TASK INSTRUCTIONS: Restate each record word for word, from the first to the last.
= = = = =
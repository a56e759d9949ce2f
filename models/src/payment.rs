// models/src/payment.rs

use chrono::NaiveDate;
use serde::{Deserialize, Serialize};
use std::fmt;

use crate::resident::Id;

#[derive(Debug, Clone, Copy, PartialEq, Eq, Serialize, Deserialize)]
pub enum PaymentStatus {
    Paid,
    Due,
    Overdue,
}

impl fmt::Display for PaymentStatus {
    fn fmt(&self, f: &mut fmt::Formatter) -> fmt::Result {
        match self {
            PaymentStatus::Paid => write!(f, "Paid"),
            PaymentStatus::Due => write!(f, "Due"),
            PaymentStatus::Overdue => write!(f, "Overdue"),
        }
    }
}

impl PaymentStatus {
    /// Creation-time status: a due date already in the past starts Overdue,
    /// today or a future date starts Due. Paid is never assigned here.
    pub fn for_due_date(due: NaiveDate, today: NaiveDate) -> Self {
        if due < today {
            PaymentStatus::Overdue
        } else {
            PaymentStatus::Due
        }
    }
}

#[derive(Debug, Clone, PartialEq, Eq, Serialize, Deserialize)]
#[serde(rename_all = "camelCase")]
pub struct Payment {
    pub id: Id,
    pub resident_id: Id,
    pub amount: i64,
    /// Due date.
    pub date: NaiveDate,
    pub status: PaymentStatus,
    pub description: String,
}

impl Payment {
    /// Derived read-side status: a stored Due whose date has passed reads as
    /// Overdue. There is no persisted Due->Overdue sweep; the stored status
    /// only changes on explicit confirmation.
    pub fn effective_status(&self, today: NaiveDate) -> PaymentStatus {
        match self.status {
            PaymentStatus::Due if self.date < today => PaymentStatus::Overdue,
            other => other,
        }
    }
}

/// Creation DTO; status is computed from the due date at insert time.
#[derive(Debug, Clone, PartialEq, Eq, Serialize, Deserialize)]
#[serde(rename_all = "camelCase")]
pub struct NewPayment {
    pub resident_id: Id,
    pub amount: i64,
    pub date: NaiveDate,
    pub description: String,
}

impl NewPayment {
    pub fn into_payment(self, id: Id, today: NaiveDate) -> Payment {
        let status = PaymentStatus::for_due_date(self.date, today);
        Payment {
            id,
            resident_id: self.resident_id,
            amount: self.amount,
            date: self.date,
            status,
            description: self.description,
        }
    }
}
// models/src/stats.rs

use serde::{Deserialize, Serialize};

/// Month-over-month income movement. Kept as a tagged value so a zero
/// previous month reads as "new income" instead of a divide-by-zero ratio.
#[derive(Debug, Clone, Copy, PartialEq, Serialize, Deserialize)]
#[serde(tag = "kind", content = "value", rename_all = "camelCase")]
pub enum IncomeChange {
    /// No previous-month income to compare against, current month earned.
    NewIncome,
    /// Finite percentage; 0.0 when both months are zero.
    Percent(f64),
}

/// Derived monthly summary; recomputed from the collections on demand and
/// never persisted.
#[derive(Debug, Clone, PartialEq, Serialize, Deserialize)]
#[serde(rename_all = "camelCase")]
pub struct Stats {
    pub total_residents: usize,
    pub occupied_cots: usize,
    pub total_cots: usize,
    pub due_payments: usize,
    pub overdue_payments: usize,
    pub income_this_month: i64,
    pub income_last_month: i64,
    /// Placeholder carried for dashboard compatibility; always 0.
    pub total_meals: usize,
    pub income_change: IncomeChange,
}
// models/src/resident.rs

use chrono::NaiveDate;
use serde::{Deserialize, Serialize};
use std::fmt;

use crate::errors::ValidationError;

/// Gateway-assigned record id, shared by every collection.
pub type Id = i64;

#[derive(Debug, Clone, Copy, PartialEq, Eq, Serialize, Deserialize)]
#[serde(rename_all = "lowercase")]
pub enum ResidentRole {
    Admin,
    Resident,
}

#[derive(Debug, Clone, Copy, PartialEq, Eq, Serialize, Deserialize)]
pub enum ResidentType {
    Student,
    #[serde(rename = "Working Women")]
    WorkingWomen,
}

impl fmt::Display for ResidentType {
    fn fmt(&self, f: &mut fmt::Formatter) -> fmt::Result {
        match self {
            ResidentType::Student => write!(f, "Student"),
            ResidentType::WorkingWomen => write!(f, "Working Women"),
        }
    }
}

#[derive(Debug, Clone, Copy, PartialEq, Eq, Serialize, Deserialize)]
pub enum ResidentStatus {
    Active,
    Vacated,
    Deleted,
}

impl fmt::Display for ResidentStatus {
    fn fmt(&self, f: &mut fmt::Formatter) -> fmt::Result {
        match self {
            ResidentStatus::Active => write!(f, "Active"),
            ResidentStatus::Vacated => write!(f, "Vacated"),
            ResidentStatus::Deleted => write!(f, "Deleted"),
        }
    }
}

/// Three independent meal opt-ins; no plan hierarchy.
#[derive(Debug, Clone, Copy, Default, PartialEq, Eq, Serialize, Deserialize)]
pub struct MealPlan {
    pub breakfast: bool,
    pub lunch: bool,
    pub dinner: bool,
}

/// Stored resident row. `cot_id` is meaningful only while `status` is
/// Active; the occupancy manager clears it when a resident vacates or is
/// deleted so the forward and back references never disagree.
#[derive(Debug, Clone, PartialEq, Serialize, Deserialize)]
#[serde(rename_all = "camelCase")]
pub struct Resident {
    pub id: Id,
    pub account_id: Option<String>,
    pub role: ResidentRole,
    pub name: String,
    pub date_of_birth: Option<NaiveDate>,
    #[serde(rename = "type")]
    pub resident_type: ResidentType,
    pub phone: Option<String>,
    pub email: String,
    pub guardian_name: Option<String>,
    pub guardian_phone: Option<String>,
    pub national_id: Option<String>,
    pub cot_id: Option<Id>,
    pub rent: i64,
    pub deposit_amount: i64,
    pub meal_plan: MealPlan,
    pub status: ResidentStatus,
}

/// DTO for creating or updating a resident; everything but the id. New
/// residents always start Active.
#[derive(Debug, Clone, PartialEq, Serialize, Deserialize)]
#[serde(rename_all = "camelCase")]
pub struct NewResident {
    #[serde(default)]
    pub account_id: Option<String>,
    pub role: ResidentRole,
    pub name: String,
    #[serde(default)]
    pub date_of_birth: Option<NaiveDate>,
    #[serde(rename = "type")]
    pub resident_type: ResidentType,
    #[serde(default)]
    pub phone: Option<String>,
    pub email: String,
    #[serde(default)]
    pub guardian_name: Option<String>,
    #[serde(default)]
    pub guardian_phone: Option<String>,
    #[serde(default)]
    pub national_id: Option<String>,
    #[serde(default)]
    pub cot_id: Option<Id>,
    pub rent: i64,
    #[serde(default)]
    pub deposit_amount: i64,
    #[serde(default)]
    pub meal_plan: MealPlan,
}

impl NewResident {
    pub fn validate(&self) -> Result<(), ValidationError> {
        if self.name.trim().is_empty() {
            return Err(ValidationError::MissingField("name"));
        }
        if self.email.trim().is_empty() {
            return Err(ValidationError::MissingField("email"));
        }
        if self.rent < 0 {
            return Err(ValidationError::InvalidValue {
                field: "rent",
                reason: "must not be negative".to_string(),
            });
        }
        Ok(())
    }

    /// Materializes the stored row once the gateway has assigned an id.
    pub fn into_resident(self, id: Id) -> Resident {
        Resident {
            id,
            account_id: self.account_id,
            role: self.role,
            name: self.name,
            date_of_birth: self.date_of_birth,
            resident_type: self.resident_type,
            phone: self.phone,
            email: self.email,
            guardian_name: self.guardian_name,
            guardian_phone: self.guardian_phone,
            national_id: self.national_id,
            cot_id: self.cot_id,
            rent: self.rent,
            deposit_amount: self.deposit_amount,
            meal_plan: self.meal_plan,
            status: ResidentStatus::Active,
        }
    }
}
= = = = =
EXERCISE SOLUTION:
repository a56e759d9949ce2f
filename models/src/payment.rs
// models/src/payment.rs

use chrono::NaiveDate;
use serde::{Deserialize, Serialize};
use std::fmt;

use crate::resident::Id;

#[derive(Debug, Clone, Copy, PartialEq, Eq, Serialize, Deserialize)]
pub enum PaymentStatus {
    Paid,
    Due,
    Overdue,
}

impl fmt::Display for PaymentStatus {
    fn fmt(&self, f: &mut fmt::Formatter) -> fmt::Result {
        match self {
            PaymentStatus::Paid => write!(f, "Paid"),
            PaymentStatus::Due => write!(f, "Due"),
            PaymentStatus::Overdue => write!(f, "Overdue"),
        }
    }
}

impl PaymentStatus {
    /// Creation-time status: a due date already in the past starts Overdue,
    /// today or a future date starts Due. Paid is never assigned here.
    pub fn for_due_date(due: NaiveDate, today: NaiveDate) -> Self {
        if due < today {
            PaymentStatus::Overdue
        } else {
            PaymentStatus::Due
        }
    }
}

#[derive(Debug, Clone, PartialEq, Eq, Serialize, Deserialize)]
#[serde(rename_all = "camelCase")]
pub struct Payment {
    pub id: Id,
    pub resident_id: Id,
    pub amount: i64,
    /// Due date.
    pub date: NaiveDate,
    pub status: PaymentStatus,
    pub description: String,
}

impl Payment {
    /// Derived read-side status: a stored Due whose date has passed reads as
    /// Overdue. There is no persisted Due->Overdue sweep; the stored status
    /// only changes on explicit confirmation.
    pub fn effective_status(&self, today: NaiveDate) -> PaymentStatus {
        match self.status {
            PaymentStatus::Due if self.date < today => PaymentStatus::Overdue,
            other => other,
        }
    }
}

/// Creation DTO; status is computed from the due date at insert time.
#[derive(Debug, Clone, PartialEq, Eq, Serialize, Deserialize)]
#[serde(rename_all = "camelCase")]
pub struct NewPayment {
    pub resident_id: Id,
    pub amount: i64,
    pub date: NaiveDate,
    pub description: String,
}

impl NewPayment {
    pub fn into_payment(self, id: Id, today: NaiveDate) -> Payment {
        let status = PaymentStatus::for_due_date(self.date, today);
        Payment {
            id,
            resident_id: self.resident_id,
            amount: self.amount,
            date: self.date,
            status,
            description: self.description,
        }
    }
}
// models/src/stats.rs

use serde::{Deserialize, Serialize};

/// Month-over-month income movement. Kept as a tagged value so a zero
/// previous month reads as "new income" instead of a divide-by-zero ratio.
#[derive(Debug, Clone, Copy, PartialEq, Serialize, Deserialize)]
#[serde(tag = "kind", content = "value", rename_all = "camelCase")]
pub enum IncomeChange {
    /// No previous-month income to compare against, current month earned.
    NewIncome,
    /// Finite percentage; 0.0 when both months are zero.
    Percent(f64),
}

/// Derived monthly summary; recomputed from the collections on demand and
/// never persisted.
#[derive(Debug, Clone, PartialEq, Serialize, Deserialize)]
#[serde(rename_all = "camelCase")]
pub struct Stats {
    pub total_residents: usize,
    pub occupied_cots: usize,
    pub total_cots: usize,
    pub due_payments: usize,
    pub overdue_payments: usize,
    pub income_this_month: i64,
    pub income_last_month: i64,
    /// Placeholder carried for dashboard compatibility; always 0.
    pub total_meals: usize,
    pub income_change: IncomeChange,
}
// models/src/resident.rs

use chrono::NaiveDate;
use serde::{Deserialize, Serialize};
use std::fmt;

use crate::errors::ValidationError;

/// Gateway-assigned record id, shared by every collection.
pub type Id = i64;

#[derive(Debug, Clone, Copy, PartialEq, Eq, Serialize, Deserialize)]
#[serde(rename_all = "lowercase")]
pub enum ResidentRole {
    Admin,
    Resident,
}

#[derive(Debug, Clone, Copy, PartialEq, Eq, Serialize, Deserialize)]
pub enum ResidentType {
    Student,
    #[serde(rename = "Working Women")]
    WorkingWomen,
}

impl fmt::Display for ResidentType {
    fn fmt(&self, f: &mut fmt::Formatter) -> fmt::Result {
        match self {
            ResidentType::Student => write!(f, "Student"),
            ResidentType::WorkingWomen => write!(f, "Working Women"),
        }
    }
}

#[derive(Debug, Clone, Copy, PartialEq, Eq, Serialize, Deserialize)]
pub enum ResidentStatus {
    Active,
    Vacated,
    Deleted,
}

impl fmt::Display for ResidentStatus {
    fn fmt(&self, f: &mut fmt::Formatter) -> fmt::Result {
        match self {
            ResidentStatus::Active => write!(f, "Active"),
            ResidentStatus::Vacated => write!(f, "Vacated"),
            ResidentStatus::Deleted => write!(f, "Deleted"),
        }
    }
}

/// Three independent meal opt-ins; no plan hierarchy.
#[derive(Debug, Clone, Copy, Default, PartialEq, Eq, Serialize, Deserialize)]
pub struct MealPlan {
    pub breakfast: bool,
    pub lunch: bool,
    pub dinner: bool,
}

/// Stored resident row. `cot_id` is meaningful only while `status` is
/// Active; the occupancy manager clears it when a resident vacates or is
/// deleted so the forward and back references never disagree.
#[derive(Debug, Clone, PartialEq, Serialize, Deserialize)]
#[serde(rename_all = "camelCase")]
pub struct Resident {
    pub id: Id,
    pub account_id: Option<String>,
    pub role: ResidentRole,
    pub name: String,
    pub date_of_birth: Option<NaiveDate>,
    #[serde(rename = "type")]
    pub resident_type: ResidentType,
    pub phone: Option<String>,
    pub email: String,
    pub guardian_name: Option<String>,
    pub guardian_phone: Option<String>,
    pub national_id: Option<String>,
    pub cot_id: Option<Id>,
    pub rent: i64,
    pub deposit_amount: i64,
    pub meal_plan: MealPlan,
    pub status: ResidentStatus,
}

/// DTO for creating or updating a resident; everything but the id. New
/// residents always start Active.
#[derive(Debug, Clone, PartialEq, Serialize, Deserialize)]
#[serde(rename_all = "camelCase")]
pub struct NewResident {
    #[serde(default)]
    pub account_id: Option<String>,
    pub role: ResidentRole,
    pub name: String,
    #[serde(default)]
    pub date_of_birth: Option<NaiveDate>,
    #[serde(rename = "type")]
    pub resident_type: ResidentType,
    #[serde(default)]
    pub phone: Option<String>,
    pub email: String,
    #[serde(default)]
    pub guardian_name: Option<String>,
    #[serde(default)]
    pub guardian_phone: Option<String>,
    #[serde(default)]
    pub national_id: Option<String>,
    #[serde(default)]
    pub cot_id: Option<Id>,
    pub rent: i64,
    #[serde(default)]
    pub deposit_amount: i64,
    #[serde(default)]
    pub meal_plan: MealPlan,
}

impl NewResident {
    pub fn validate(&self) -> Result<(), ValidationError> {
        if self.name.trim().is_empty() {
            return Err(ValidationError::MissingField("name"));
        }
        if self.email.trim().is_empty() {
            return Err(ValidationError::MissingField("email"));
        }
        if self.rent < 0 {
            return Err(ValidationError::InvalidValue {
                field: "rent",
                reason: "must not be negative".to_string(),
            });
        }
        Ok(())
    }

    /// Materializes the stored row once the gateway has assigned an id.
    pub fn into_resident(self, id: Id) -> Resident {
        Resident {
            id,
            account_id: self.account_id,
            role: self.role,
            name: self.name,
            date_of_birth: self.date_of_birth,
            resident_type: self.resident_type,
            phone: self.phone,
            email: self.email,
            guardian_name: self.guardian_name,
            guardian_phone: self.guardian_phone,
            national_id: self.national_id,
            cot_id: self.cot_id,
            rent: self.rent,
            deposit_amount: self.deposit_amount,
            meal_plan: self.meal_plan,
            status: ResidentStatus::Active,
        }
    }
}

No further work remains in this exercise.